Sonya Kilkenny (born 15 May 1969) is an Australian politician. She has been a Labor Party member of the Victorian Legislative Assembly since November 2014, representing the Electoral district of Carrum. 

Kilkenny first entered parliament at the 2014 Victorian state election when she narrowly won the seat off the Liberal incumbent, before holding the seat at the 2018 Victorian state election with an 11.2% swing, one of the biggest swings in the election.

Kilkenny served on the Scrutiny of Acts and Regulations Committee and was an Acting Speaker in the Legislative Assembly.

On 29 November 2018, Kilkenny was appointed Parliamentary Secretary for Early Childhood Education and in 2020 appointed Cabinet Secretary.
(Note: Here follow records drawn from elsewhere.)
//! Conversation history and prompt assembly.
//!
//! [`ConversationManager`] keeps the most recent exchanges of one session
//! and renders them into a prompt. [`ConversationStore`] holds one manager
//! per session in a bounded moka cache; idle sessions are evicted.

use std::collections::VecDeque;
use std::sync::{Arc, Mutex, PoisonError};
use std::time::Duration;

use moka::future::Cache;
use tracing::debug;

use crate::Result;
use crate::generator::TextGenerator;

/// Exchanges kept per session.
pub const MAX_EXCHANGES: usize = 5;

/// One user input and the reply it received.
#[derive(Debug, Clone, PartialEq, Eq)]
pub struct Exchange {
    pub user: String,
    pub agent: String,
}

/// Sliding window of the most recent exchanges of one session.
#[derive(Debug, Default, Clone)]
pub struct ConversationManager {
    history: VecDeque<Exchange>,
    messages: u64,
}

impl ConversationManager {
    pub fn new() -> Self {
        Self::default()
    }

    /// Render the history followed by `input` as a prompt.
    pub fn build_prompt(&self, input: &str) -> String {
        let mut prompt = String::new();
        for exchange in &self.history {
            prompt.push_str(&format!("User: {}\nAgent: {}\n", exchange.user, exchange.agent));
        }
        prompt.push_str(&format!("User: {input}\nAgent:"));
        prompt
    }

    /// Append an exchange, dropping the oldest beyond [`MAX_EXCHANGES`].
    pub fn record(&mut self, user: impl Into<String>, agent: impl Into<String>) {
        self.history.push_back(Exchange {
            user: user.into(),
            agent: agent.into(),
        });
        while self.history.len() > MAX_EXCHANGES {
            self.history.pop_front();
        }
        self.messages += 2;
    }

    /// Exchanges currently kept, oldest first.
    pub fn history(&self) -> impl Iterator<Item = &Exchange> {
        self.history.iter()
    }

    /// Total messages (user and agent) exchanged, including trimmed ones.
    pub fn message_count(&self) -> u64 {
        self.messages
    }
}

/// Configuration for [`ConversationStore`].
#[derive(Debug, Clone)]
pub struct StoreConfig {
    /// Maximum number of sessions kept. Default: 10,000.
    pub max_sessions: u64,
    /// Sessions idle this long are evicted. Default: 30 minutes.
    pub idle_timeout: Duration,
}

impl Default for StoreConfig {
    fn default() -> Self {
        Self {
            max_sessions: 10_000,
            idle_timeout: Duration::from_secs(30 * 60),
        }
    }
}

type SharedManager = Arc<Mutex<ConversationManager>>;

/// Per-session conversation histories.
pub struct ConversationStore {
    sessions: Cache<String, SharedManager>,
}

impl ConversationStore {
    pub fn new(config: &StoreConfig) -> Self {
        let sessions = Cache::builder()
            .max_capacity(config.max_sessions)
            .time_to_idle(config.idle_timeout)
            .build();
        Self { sessions }
    }

    async fn manager(&self, session_id: &str) -> SharedManager {
        self.sessions
            .get_with(session_id.to_owned(), async { SharedManager::default() })
            .await
    }

    /// Prompt the generator with `input` in the context of `session_id`
    /// and record the exchange.
    ///
    /// The history lock is not held across the generator call; concurrent
    /// inputs on one session each see the history as it was when they
    /// started.
    pub async fn process_input(
        &self,
        session_id: &str,
        input: &str,
        generator: &dyn TextGenerator,
    ) -> Result<String> {
        let manager = self.manager(session_id).await;
        let prompt = manager
            .lock()
            .unwrap_or_else(PoisonError::into_inner)
            .build_prompt(input);

        let reply = generator.generate(&prompt).await?;

        manager
            .lock()
            .unwrap_or_else(PoisonError::into_inner)
            .record(input, reply.clone());
        debug!(session_id, prompt_len = prompt.len(), "exchange recorded");
        Ok(reply)
    }

    /// Total messages exchanged in `session_id` (0 if unknown).
    pub async fn message_count(&self, session_id: &str) -> u64 {
        self.sessions
            .get(session_id)
            .await
            .map_or(0, |manager| count_messages(&manager))
    }

    /// Forget `session_id`, returning its message count.
    pub async fn end(&self, session_id: &str) -> u64 {
        self.sessions
            .remove(session_id)
            .await
            .map_or(0, |manager| count_messages(&manager))
    }
}

fn count_messages(manager: &SharedManager) -> u64 {
    manager
        .lock()
        .unwrap_or_else(PoisonError::into_inner)
        .message_count()
}

impl Default for ConversationStore {
    fn default() -> Self {
        Self::new(&StoreConfig::default())
    }
}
Kilkenny was born in Sydney, and attended schools in Hong Kong and the United States before returning to Australia. She graduated from the University of New South Wales with a Bachelor of Arts and Bachelor of Laws, and later with a Master of Laws from the University of Melbourne. She has worked as a legal officer or lawyer for organisations such as the Kimberley Land Council and the Australian Children's Television Foundation, and served on the boards of the Back to Back Theatre company and the National Theatre in St Kilda. Just prior to her election, she was head of the legal dispute resolution team at the ANZ Banking Group. Sonya has lived in the Carrum Electorate for over 10 years.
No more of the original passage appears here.